• **Exercise goal**
After counting the lines below that contain "every", reply with that number alone.

• **Records for the task**
****************

//! Terrain grid: the arena every building is layered on top of.
//!
//! Cells are created once and never destroyed. A building marks every cell it
//! covers with its entity, kind and root coordinate; only the root cell's
//! entity carries authoritative state.

use hecs::Entity;
use serde::{Deserialize, Serialize};

use super::buildings::BuildingKind;
use super::common::{CellCoord, Footprint};

#[derive(Debug, Clone, Copy, Default, PartialEq, Eq, Hash, Serialize, Deserialize)]
#[serde(rename_all = "lowercase")]
pub enum TileType {
    #[default]
    Plains,
    Water,
    Forest,
    Mountain,
}

/// One grid cell
#[derive(Debug, Clone, Copy, Default)]
pub struct Cell {
    pub tile: TileType,
    /// Entity holding the state of the building covering this cell
    pub building: Option<Entity>,
    pub kind: Option<BuildingKind>,
    /// Root cell of the covering building; equals this cell's own coordinate
    /// on the root itself
    pub root: Option<CellCoord>,
    pub under_construction: bool,
}

impl Cell {
    pub fn is_occupied(&self) -> bool {
        self.building.is_some()
    }

    fn clear_building(&mut self) {
        self.building = None;
        self.kind = None;
        self.root = None;
        self.under_construction = false;
    }
}

/// Row-major grid of cells
#[derive(Debug, Clone)]
pub struct Grid {
    cells: Vec<Cell>,
    width: i32,
    height: i32,
}

impl Grid {
    pub fn new(width: i32, height: i32) -> Self {
        let width = width.max(0);
        let height = height.max(0);
        Self {
            cells: vec![Cell::default(); (width * height) as usize],
            width,
            height,
        }
    }

    pub fn width(&self) -> i32 {
        self.width
    }

    pub fn height(&self) -> i32 {
        self.height
    }

    #[inline]
    pub fn in_bounds(&self, coord: CellCoord) -> bool {
        coord.x >= 0 && coord.y >= 0 && coord.x < self.width && coord.y < self.height
    }

    #[inline]
    fn index(&self, coord: CellCoord) -> usize {
        (coord.y * self.width + coord.x) as usize
    }

    pub fn get(&self, coord: CellCoord) -> Option<&Cell> {
        if self.in_bounds(coord) {
            Some(&self.cells[self.index(coord)])
        } else {
            None
        }
    }

    pub fn get_mut(&mut self, coord: CellCoord) -> Option<&mut Cell> {
        if self.in_bounds(coord) {
            let idx = self.index(coord);
            Some(&mut self.cells[idx])
        } else {
            None
        }
    }

    pub fn tile(&self, coord: CellCoord) -> Option<TileType> {
        self.get(coord).map(|c| c.tile)
    }

    pub fn set_tile(&mut self, coord: CellCoord, tile: TileType) -> bool {
        match self.get_mut(coord) {
            Some(cell) => {
                cell.tile = tile;
                true
            }
            None => false,
        }
    }

    /// Convert a world-space position (pixels) to a cell, clamped to the grid
    pub fn world_to_cell(&self, world_x: f32, world_y: f32, tile_size: f32) -> CellCoord {
        let clamp = |v: f32, max: i32| -> i32 {
            let c = (v / tile_size).floor();
            if c.is_nan() {
                return 0;
            }
            (c as i64).clamp(0, (max - 1).max(0) as i64) as i32
        };
        CellCoord::new(clamp(world_x, self.width), clamp(world_y, self.height))
    }

    /// Root coordinate of whatever building covers `coord`
    pub fn root_of(&self, coord: CellCoord) -> Option<CellCoord> {
        self.get(coord).and_then(|c| c.root)
    }

    /// Root cells in deterministic scan order (y, then x)
    pub fn roots(&self) -> impl Iterator<Item = (CellCoord, &Cell)> + '_ {
        self.cells.iter().enumerate().filter_map(move |(i, cell)| {
            let coord = CellCoord::new(i as i32 % self.width, i as i32 / self.width);
            (cell.root == Some(coord)).then_some((coord, cell))
        })
    }

    /// Root cells of one building kind, scan order
    pub fn roots_of_kind(
        &self,
        kind: BuildingKind,
    ) -> impl Iterator<Item = (CellCoord, &Cell)> + '_ {
        self.roots().filter(move |(_, c)| c.kind == Some(kind))
    }

    /// Mark every cell of `footprint` as covered by `entity`
    pub fn occupy(&mut self, footprint: &Footprint, entity: Entity, kind: BuildingKind, under_construction: bool) {
        for coord in footprint.cells() {
            if let Some(cell) = self.get_mut(coord) {
                cell.building = Some(entity);
                cell.kind = Some(kind);
                cell.root = Some(footprint.origin);
                cell.under_construction = under_construction;
            }
        }
    }

    pub fn set_under_construction(&mut self, footprint: &Footprint, value: bool) {
        for coord in footprint.cells() {
            if let Some(cell) = self.get_mut(coord) {
                cell.under_construction = value;
            }
        }
    }

    /// Clear building references from every cell of `footprint`, leaving terrain
    pub fn vacate(&mut self, footprint: &Footprint) {
        for coord in footprint.cells() {
            if let Some(cell) = self.get_mut(coord) {
                cell.clear_building();
            }
        }
    }

    /// Terrain as rows of tile types, for the save layer
    pub fn tile_rows(&self) -> Vec<Vec<TileType>> {
        self.cells
            .chunks(self.width.max(1) as usize)
            .map(|row| row.iter().map(|c| c.tile).collect())
            .collect()
    }

    /// Overwrite terrain from rows; cells outside `rows` keep their tile.
    /// Returns the number of cells written.
    pub fn load_tile_rows(&mut self, rows: &[Vec<TileType>]) -> usize {
        let mut written = 0;
        for (y, row) in rows.iter().enumerate().take(self.height as usize) {
            for (x, tile) in row.iter().enumerate().take(self.width as usize) {
                if self.set_tile(CellCoord::new(x as i32, y as i32), *tile) {
                    written += 1;
                }
            }
        }
        written
    }
}

#[cfg(test)]
mod tests {
    use super::*;

    #[test]
    fn test_world_to_cell_clamps() {
        let grid = Grid::new(42, 42);
        assert_eq!(grid.world_to_cell(0.0, 0.0, 24.0), CellCoord::new(0, 0));
        assert_eq!(grid.world_to_cell(50.0, 73.0, 24.0), CellCoord::new(2, 3));
        assert_eq!(grid.world_to_cell(-10.0, 99999.0, 24.0), CellCoord::new(0, 41));
    }

    #[test]
    fn test_bounds() {
        let grid = Grid::new(4, 3);
        assert!(grid.get(CellCoord::new(3, 2)).is_some());
        assert!(grid.get(CellCoord::new(4, 2)).is_none());
        assert!(grid.get(CellCoord::new(-1, 0)).is_none());
    }

    #[test]
    fn test_tile_rows_roundtrip() {
        let mut grid = Grid::new(3, 2);
        grid.set_tile(CellCoord::new(1, 0), TileType::Forest);
        grid.set_tile(CellCoord::new(2, 1), TileType::Water);
        let rows = grid.tile_rows();
        assert_eq!(rows.len(), 2);
        assert_eq!(rows[0], vec![TileType::Plains, TileType::Forest, TileType::Plains]);

        let mut other = Grid::new(3, 2);
        assert_eq!(other.load_tile_rows(&rows), 6);
        assert_eq!(other.tile(CellCoord::new(2, 1)), Some(TileType::Water));
    }

    #[test]
    fn test_tile_serializes_lowercase() {
        let json = serde_json::to_string(&TileType::Mountain).unwrap();
        assert_eq!(json, "\"mountain\"");
    }
}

****************

• **Solution below**
4